Also my WBC count is high on my blood test a 14 and so now I'm wondering if I have an infection.


----------



## 63Vette (Apr 13, 2013)

Are you running HCG brother? If so, your readings are going to be fucked. How do you FEEL?


Respect,
Vette


----------



## username1 (Apr 13, 2013)

63Vette said:


> Are you running HCG brother? If so, your readings are going to be fucked. How do you FEEL?
> 
> 
> Respect,
> Vette



Yes, running HCG, always have been. Which numbers would be fucked, E2? I'm feeling really horrible, I just want to sleep all the time and not get out of bed. Even at work I've been napping, out of nowhere I'll feel fine and then back to feeling tired, I've lost all motivation. I'm still going to the gym but, even wanting to eat food is very hard now, I've been skipping one or two meals a day, just don't feel like doing anything. Never felt so useless and unmotivated before, this blast has been horrible so far.


----------



## 63Vette (Apr 13, 2013)

Yes brother.... your E2 readings will be way off. They will also fluctuate like yours did depending on how much you pinned and how long before giving bloods.

HCG makes me feel exactly like you describe. I ran it twice ... I would NEVER run it again.

My advice it to try to save the cycle by dropping the hcg.... you can run it in PCT with clomid and nolva. Run the aromasin at 12.5 mg eod.

Give yourself five days or so to see if you are feeling better. If you are, you, like me and several others, do not do well on pregnant women's hormones.

No one has asked but you ARE running Cabergoline 2x week with that Npp, yes? And I will add that deca/npp also makes me feel like shit...lol... your cycle would have me in bed asking mommy for a massage every day.

Much Respect.
Vette


----------



## username1 (Apr 13, 2013)

63Vette said:


> Yes brother.... your E2 readings will be way off. They will also fluctuate like yours did depending on how much you pinned and how long before giving bloods.
> 
> HCG makes me feel exactly like you describe. I ran it twice ... I would NEVER run it again.
> 
> ...



I've been on TRT for over a year now and I started with HCG, one time I tried to drop it but, I wasn't feeling good so I started it back up. Also I understand HCG increases estro some but, I can't imagine it should be this much? Especially since the E2 keeps going up every blood test, I started with a 92 about 3 weeks ago, then next blood test 152 or something and now 215. With the HCG dose saying the same every week 500iu, I can't imagine it would cause the numbers to keep going up? Also, I took the blood test on the day my shot was due, not sure if that makes any difference.


----------



## DADAWG (Apr 13, 2013)

one thing to consider . having blood work done  and then upping/adding the AI dose for a week before another blood test wont help a whole lot. an AI is there to help prevent aromatization [ AI-=Aromatase Inhibitor ] , so it wont do much if anything for estrogen already built up in your system and it will take a while for your body to process out a lot of estrogen.
I highly discourage jumping from one AI to another like that ESPECIALLY if your only concern is what a blood test says . so if your not developing REAL gyno and the bloat hasn't raised your blood pressure to much then just make modest adjustments to your AI regimen and don't panic.


----------



## username1 (Apr 14, 2013)

Yes, I'm taking caber. .5 mg x 2 a week Mon/Thurs, started it the same day I started the blast. I guess I might be one that doesn't respond well to NPP. Though I have to believe it has to be my estro but, who knows. This cycle/blast sucks so far, I almost feel like dropping it. If I don't feel like getting out of bed, or eating then what's the point of putting my body through this. 

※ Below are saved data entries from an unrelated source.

//! Persistence E2E tests: snapshots survive restarts, and recovery falls
//! back through the copy-on-write slots.

use std::sync::Arc;
use std::time::Duration;

use pretty_assertions::assert_eq;
use tokio_util::sync::CancellationToken;

use agent_index::{EngineKind, IndexConfig, Metadata};
use e2e_tests::{random_vectors, uuid, TestHarness};

#[tokio::test]
async fn test_round_trip_across_restart() {
    let harness = TestHarness::new();
    let vectors = random_vectors(50, 4, 1);
    let token = CancellationToken::new();
    {
        let index = harness.open(harness.config(4, EngineKind::Flat)).await;
        for (i, vector) in vectors.iter().enumerate() {
            index.insert(&uuid(i), vector.clone()).unwrap();
        }
        index.create_and_save_index(&token).await.unwrap();
        index.close(&token).await.unwrap();
    }

    let index = harness.open(harness.config(4, EngineKind::Flat)).await;
    assert_eq!(index.len(), 50);
    let results = index.search(1, 1, &vectors[10]).unwrap();
    assert_eq!(results[0].id, uuid(10));
    assert_eq!(
        Metadata::load(&harness.index_path.join("origin")).unwrap(),
        Metadata::valid(50)
    );
}

#[tokio::test]
async fn test_hnsw_round_trip_across_restart() {
    let harness = TestHarness::new();
    let vectors = random_vectors(30, 4, 2);
    let token = CancellationToken::new();
    {
        let index = harness.open(harness.config(4, EngineKind::Hnsw)).await;
        for (i, vector) in vectors.iter().enumerate() {
            index.insert(&uuid(i), vector.clone()).unwrap();
        }
        index.close(&token).await.unwrap();
    }

    let index = harness.open(harness.config(4, EngineKind::Hnsw)).await;
    assert_eq!(index.len(), 30);
    let results = index.search(1, 1, &vectors[3]).unwrap();
    assert_eq!(results[0].id, uuid(3));
}

#[tokio::test]
async fn test_close_flushes_queued_mutations() {
    let harness = TestHarness::new();
    let token = CancellationToken::new();
    {
        let index = harness.open(harness.config(4, EngineKind::Flat)).await;
        index.insert("queued", vec![0.5; 4]).unwrap();
        assert_eq!(index.len(), 0);
        index.close(&token).await.unwrap();
    }

    let index = harness.open(harness.config(4, EngineKind::Flat)).await;
    assert!(index.exists("queued").is_some());
}

#[tokio::test]
async fn test_recovers_from_backup_when_origin_is_lost() {
    let harness = TestHarness::new();
    let token = CancellationToken::new();
    {
        let index = harness.open(harness.config(4, EngineKind::Flat)).await;
        index.insert("first", vec![1.0; 4]).unwrap();
        index.create_and_save_index(&token).await.unwrap();
        index.insert("second", vec![2.0; 4]).unwrap();
        index.create_and_save_index(&token).await.unwrap();
        index.close(&token).await.unwrap();
    }
    std::fs::remove_dir_all(harness.index_path.join("origin")).unwrap();

    let index = harness.open(harness.config(4, EngineKind::Flat)).await;
    assert!(index.exists("first").is_some());
    assert!(index.exists("second").is_none());
}

#[tokio::test]
async fn test_legacy_snapshot_migrates_to_copy_on_write() {
    let harness = TestHarness::new();
    let token = CancellationToken::new();
    {
        let config = harness.config(4, EngineKind::Flat).with_copy_on_write(false);
        let index = harness.open(config).await;
        index.insert("old", vec![1.0; 4]).unwrap();
        index.close(&token).await.unwrap();
    }

    let index = harness.open(harness.config(4, EngineKind::Flat)).await;
    assert!(index.exists("old").is_some());
    assert!(harness.index_path.join("origin").join("metadata.json").exists());
}

#[tokio::test]
async fn test_background_loop_persists_and_drains() {
    let harness = TestHarness::new();
    let config = IndexConfig {
        auto_index_check_duration_ms: 10,
        auto_save_index_duration_ms: 20,
        auto_index_duration_limit_ms: 0,
        auto_index_length: 1,
        ..harness.config(4, EngineKind::Flat)
    };
    {
        let index = Arc::new(harness.open(config.clone()).await);
        let token = CancellationToken::new();
        let mut errors = index.start(token.clone()).unwrap();

        index.insert("auto", vec![1.0; 4]).unwrap();
        let origin = harness.index_path.join("origin").join("metadata.json");
        for _ in 0..200 {
            if origin.exists() {
                break;
            }
            tokio::time::sleep(Duration::from_millis(10)).await;
        }
        assert!(origin.exists());

        index.insert("late", vec![2.0; 4]).unwrap();
        token.cancel();
        assert!(errors.recv().await.is_none());
        index.close_within(Duration::from_secs(5)).await.unwrap();
    }

    let index = harness.open(config).await;
    assert!(index.exists("auto").is_some());
    assert!(index.exists("late").is_some());
}
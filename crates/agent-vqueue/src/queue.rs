//! Mutation queue contract.

use tokio_util::sync::CancellationToken;

use crate::error::QueueError;

/// Per-uuid buffer of pending inserts and deletes.
///
/// Timestamps are nanoseconds since the epoch and decide which side wins when
/// both hold an entry for the same uuid.
pub trait MutationQueue: Send + Sync {
    /// Queue `vector` for insertion under `uuid`.
    fn push_insert(&self, uuid: &str, vector: Vec<f32>, timestamp: i64) -> Result<(), QueueError>;

    /// Queue a delete of `uuid`.
    fn push_delete(&self, uuid: &str, timestamp: i64) -> Result<(), QueueError>;

    /// Number of queued inserts
    fn ivq_len(&self) -> usize;

    /// Number of queued deletes
    fn dvq_len(&self) -> usize;

    /// Timestamp of the queued insert for `uuid`, if it is newer than any
    /// queued delete.
    fn iv_exists(&self, uuid: &str) -> Option<i64>;

    /// Timestamp of the queued delete for `uuid`, if no newer insert
    /// supersedes it.
    fn dv_exists(&self, uuid: &str) -> Option<i64>;

    /// Pop inserts stamped at or before `before`, oldest first.
    ///
    /// An entry is removed once `f` has returned for it; returning false stops
    /// the walk and leaves that entry queued.
    fn range_pop_insert(
        &self,
        token: &CancellationToken,
        before: i64,
        f: &mut dyn FnMut(&str, &[f32], i64) -> bool,
    ) -> Result<(), QueueError>;

    /// Pop deletes stamped at or before `before`, oldest first, with the same
    /// stop rules as [`MutationQueue::range_pop_insert`].
    fn range_pop_delete(
        &self,
        token: &CancellationToken,
        before: i64,
        f: &mut dyn FnMut(&str) -> bool,
    ) -> Result<(), QueueError>;
}
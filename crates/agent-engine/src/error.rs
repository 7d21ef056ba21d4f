//! Index engine error types.

use thiserror::Error;

/// Errors that can occur inside an ANN engine.
#[derive(Debug, Error)]
pub enum EngineError {
    /// Backend index error
    #[error("Index error: {0}")]
    Index(String),

    /// Dimension mismatch
    #[error("Dimension mismatch: expected {expected}, got {actual}")]
    DimensionMismatch { expected: usize, actual: usize },

    /// Vector buffer length does not match the declared count
    #[error("Invalid batch: {count} vectors declared but buffer holds {values} values")]
    InvalidBatch { count: usize, values: usize },

    /// Engine must be trained before vectors can be added
    #[error("Index is not trained")]
    NotTrained,

    /// Engine was closed
    #[error("Index is closed")]
    Closed,

    /// No engine file at the given location
    #[error("Index file not found: {0}")]
    FileNotFound(String),

    /// IO error
    #[error("IO error: {0}")]
    Io(#[from] std::io::Error),

    /// Serialization error
    #[error("Serialization error: {0}")]
    Serialization(String),
}

impl From<serde_json::Error> for EngineError {
    fn from(err: serde_json::Error) -> Self {
        EngineError::Serialization(err.to_string())
    }
}

#[cfg(test)]
mod tests {
    use super::*;

    #[test]
    fn test_error_display() {
        let err = EngineError::DimensionMismatch {
            expected: 4,
            actual: 3,
        };
        assert_eq!(err.to_string(), "Dimension mismatch: expected 4, got 3");

        let err = EngineError::InvalidBatch {
            count: 2,
            values: 7,
        };
        assert!(err.to_string().contains("2 vectors declared"));
    }

    #[test]
    fn test_from_serde_error() {
        let json_err = serde_json::from_str::<u32>("nope").unwrap_err();
        let err: EngineError = json_err.into();
        assert!(matches!(err, EngineError::Serialization(_)));
    }
}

As for the AI, yes that makes sense. I've heard that before that it's there to prevent estro but, can't do anything once it's already in your system. I had forgot about that. 

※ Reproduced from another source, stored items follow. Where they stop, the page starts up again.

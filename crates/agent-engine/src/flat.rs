//! Exact brute-force engine.
//!
//! Stores vectors in one contiguous buffer and scans all of them per query.
//! Needs no training, so it is the default for small collections and tests.

use std::collections::HashMap;
use std::fs::{self, File};
use std::io::{BufReader, BufWriter, Write};
use std::path::Path;

use serde::{Deserialize, Serialize};
use tracing::{debug, info};

use crate::error::EngineError;
use crate::index::{check_batch, EngineFactory, IndexEngine, InternalId, MetricType, SearchHit};

/// File name of the flat engine snapshot inside an index directory
pub const FLAT_INDEX_FILE_NAME: &str = "flat.index";

/// Flat engine configuration
#[derive(Debug, Clone, PartialEq, Eq, Serialize, Deserialize)]
pub struct FlatConfig {
    /// Vector dimension
    pub dimension: usize,
    /// Distance metric
    pub metric: MetricType,
}

impl FlatConfig {
    pub fn new(dimension: usize) -> Self {
        Self {
            dimension,
            metric: MetricType::default(),
        }
    }

    pub fn with_metric(mut self, metric: MetricType) -> Self {
        self.metric = metric;
        self
    }
}

#[derive(Serialize, Deserialize)]
struct FlatSnapshot {
    dimension: usize,
    metric: MetricType,
    ids: Vec<InternalId>,
    vectors: Vec<f32>,
}

/// Brute-force engine over a contiguous vector buffer.
pub struct FlatEngine {
    config: FlatConfig,
    ids: Vec<InternalId>,
    vectors: Vec<f32>,
    positions: HashMap<InternalId, usize>,
    closed: bool,
}

impl FlatEngine {
    /// Create an empty engine.
    pub fn new(config: FlatConfig) -> Self {
        Self {
            config,
            ids: Vec::new(),
            vectors: Vec::new(),
            positions: HashMap::new(),
            closed: false,
        }
    }

    /// Load an engine saved by [`IndexEngine::save_index_with_path`].
    pub fn load(config: FlatConfig, dir: &Path) -> Result<Self, EngineError> {
        let file_path = dir.join(FLAT_INDEX_FILE_NAME);
        if !file_path.exists() {
            return Err(EngineError::FileNotFound(file_path.display().to_string()));
        }
        let reader = BufReader::new(File::open(&file_path)?);
        let snapshot: FlatSnapshot = serde_json::from_reader(reader)?;

        if snapshot.dimension != config.dimension {
            return Err(EngineError::DimensionMismatch {
                expected: config.dimension,
                actual: snapshot.dimension,
            });
        }
        check_batch(snapshot.dimension, snapshot.ids.len(), &snapshot.vectors)?;

        let positions = snapshot
            .ids
            .iter()
            .enumerate()
            .map(|(pos, id)| (*id, pos))
            .collect();

        info!(path = ?file_path, vectors = snapshot.ids.len(), "Loaded flat index");
        Ok(Self {
            config: FlatConfig {
                dimension: snapshot.dimension,
                metric: snapshot.metric,
            },
            ids: snapshot.ids,
            vectors: snapshot.vectors,
            positions,
            closed: false,
        })
    }

    fn ensure_open(&self) -> Result<(), EngineError> {
        if self.closed {
            return Err(EngineError::Closed);
        }
        Ok(())
    }

    fn vector_at(&self, pos: usize) -> &[f32] {
        let dim = self.config.dimension;
        &self.vectors[pos * dim..(pos + 1) * dim]
    }

    fn distance(&self, query: &[f32], candidate: &[f32]) -> f32 {
        match self.config.metric {
            MetricType::L2 => query
                .iter()
                .zip(candidate)
                .map(|(a, b)| (a - b) * (a - b))
                .sum(),
            MetricType::InnerProduct => query.iter().zip(candidate).map(|(a, b)| a * b).sum(),
            MetricType::Cosine => {
                let dot: f32 = query.iter().zip(candidate).map(|(a, b)| a * b).sum();
                let qn: f32 = query.iter().map(|a| a * a).sum::<f32>().sqrt();
                let cn: f32 = candidate.iter().map(|a| a * a).sum::<f32>().sqrt();
                if qn == 0.0 || cn == 0.0 {
                    1.0
                } else {
                    1.0 - dot / (qn * cn)
                }
            }
        }
    }

    fn upsert(&mut self, id: InternalId, vector: &[f32]) {
        let dim = self.config.dimension;
        match self.positions.get(&id) {
            Some(&pos) => {
                self.vectors[pos * dim..(pos + 1) * dim].copy_from_slice(vector);
            }
            None => {
                self.positions.insert(id, self.ids.len());
                self.ids.push(id);
                self.vectors.extend_from_slice(vector);
            }
        }
    }

    fn remove_one(&mut self, id: InternalId) -> bool {
        let Some(pos) = self.positions.remove(&id) else {
            return false;
        };
        let dim = self.config.dimension;
        let last = self.ids.len() - 1;
        if pos != last {
            let moved = self.ids[last];
            self.ids.swap(pos, last);
            let (head, tail) = self.vectors.split_at_mut(last * dim);
            head[pos * dim..(pos + 1) * dim].copy_from_slice(&tail[..dim]);
            self.positions.insert(moved, pos);
        }
        self.ids.truncate(last);
        self.vectors.truncate(last * dim);
        true
    }
}

impl IndexEngine for FlatEngine {
    fn dimension(&self) -> usize {
        self.config.dimension
    }

    fn len(&self) -> usize {
        self.ids.len()
    }

    fn is_trained(&self) -> bool {
        true
    }

    fn train(&mut self, count: usize, vectors: &[f32]) -> Result<(), EngineError> {
        self.ensure_open()?;
        check_batch(self.config.dimension, count, vectors)?;
        debug!(count = count, "Flat index needs no training");
        Ok(())
    }

    fn add(
        &mut self,
        count: usize,
        vectors: &[f32],
        ids: &[InternalId],
    ) -> Result<usize, EngineError> {
        self.ensure_open()?;
        check_batch(self.config.dimension, count, vectors)?;
        if ids.len() != count {
            return Err(EngineError::InvalidBatch {
                count,
                values: ids.len(),
            });
        }

        for (id, vector) in ids.iter().zip(vectors.chunks_exact(self.config.dimension)) {
            self.upsert(*id, vector);
        }

        debug!(added = count, total = self.ids.len(), "Added vectors");
        Ok(self.ids.len())
    }

    fn remove(&mut self, count: usize, ids: &[InternalId]) -> Result<usize, EngineError> {
        self.ensure_open()?;
        let removed = ids.iter().take(count).filter(|id| self.remove_one(**id)).count();
        debug!(removed = removed, total = self.ids.len(), "Removed vectors");
        Ok(self.ids.len())
    }

    fn search(&self, k: usize, nq: usize, queries: &[f32]) -> Result<Vec<SearchHit>, EngineError> {
        self.ensure_open()?;
        check_batch(self.config.dimension, nq, queries)?;

        let higher_is_better = self.config.metric.higher_is_better();
        let mut hits = Vec::with_capacity(nq * k.min(self.ids.len()));

        for query in queries.chunks_exact(self.config.dimension) {
            let mut scored: Vec<(f32, InternalId)> = (0..self.ids.len())
                .map(|pos| (self.distance(query, self.vector_at(pos)), self.ids[pos]))
                .collect();
            scored.sort_by(|a, b| {
                let ord = a.0.total_cmp(&b.0);
                if higher_is_better {
                    ord.reverse()
                } else {
                    ord
                }
            });
            hits.extend(
                scored
                    .into_iter()
                    .take(k)
                    .map(|(distance, id)| SearchHit::new(id, distance)),
            );
        }

        Ok(hits)
    }

    fn save_index_with_path(&self, path: &Path) -> Result<(), EngineError> {
        self.ensure_open()?;
        fs::create_dir_all(path)?;
        let file_path = path.join(FLAT_INDEX_FILE_NAME);

        let snapshot = FlatSnapshot {
            dimension: self.config.dimension,
            metric: self.config.metric,
            ids: self.ids.clone(),
            vectors: self.vectors.clone(),
        };

        let file = File::create(&file_path)?;
        let mut writer = BufWriter::new(file);
        serde_json::to_writer(&mut writer, &snapshot)?;
        writer.flush()?;
        writer.get_ref().sync_all()?;

        info!(path = ?file_path, vectors = self.ids.len(), "Saved flat index");
        Ok(())
    }

    fn close(&mut self) {
        self.closed = true;
        self.ids = Vec::new();
        self.vectors = Vec::new();
        self.positions = HashMap::new();
    }
}

/// Factory for [`FlatEngine`].
#[derive(Debug, Clone)]
pub struct FlatEngineFactory {
    config: FlatConfig,
}

impl FlatEngineFactory {
    pub fn new(config: FlatConfig) -> Self {
        Self { config }
    }
}

impl EngineFactory for FlatEngineFactory {
    fn name(&self) -> &'static str {
        "flat"
    }

    fn create(&self, path: Option<&Path>) -> Result<Box<dyn IndexEngine>, EngineError> {
        if let Some(path) = path {
            debug!(path = ?path, dim = self.config.dimension, "Creating new flat index");
        }
        Ok(Box::new(FlatEngine::new(self.config.clone())))
    }

    fn load(&self, path: &Path) -> Result<Box<dyn IndexEngine>, EngineError> {
        Ok(Box::new(FlatEngine::load(self.config.clone(), path)?))
    }
}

I just checked my BP - 141/77 and I'm on 50mg dbol so not bad. 

About gyno, I've seem to be feeling some sensations here and there in my chest around my nipple area like a tingling but, I don't know if it's just in my mind. I don't play with my nipples, I just checked one time the other day for any lumps and didn't feel anything. I also hear if it's gyno it's supposed to hurt really bad and I've been getting massages and I haven't felt any pain when they work on my chest so I hope I'm ok.


----------



## DADAWG (Apr 15, 2013)

im really starting to feel your letting this shit get in your head . make your mind up that you will eat , rest , train and grow this cycle and unless you get dangerous high blood pressure and REAL gyno then don't even worry about anything else including that damn blood test. 
you guys have let the internet get in your head , we cycled for DECADES before there was even a AI available , no aromasin  , letro , or arimidex and few if any had access to nolva and we made it just fine , caber and prami came along even later on than that and we had used deca and tren for decades as well.i guess if we had had the internet and blood test to tell us how bad we felt we would have known but we thought we felt great and thank goodness we didn't have the internet back then or we would have all developed gyno


----------



## Popeye (Apr 15, 2013)

dadawg said:


> thank goodness we didn't have the internet back then or we would have all developed gyno



lmao........


----------



## DADAWG (Apr 15, 2013)

Popeye said:


> lmao........



its true , im on staff at multiple boards and on at least a monthly basis I get a pm or email from a member who tells me had his 1st injection that morning and has SEVERE gyno by that afternoon . that sounds like a dumbass joke bit its the absolute truth. The whole blood test thing drive me freaking insane , a guy can lean out , gain 15 pounds and lift like a beast but if some piece of shit blood test comes back whacked out he thinks he has bunk gear or some shit.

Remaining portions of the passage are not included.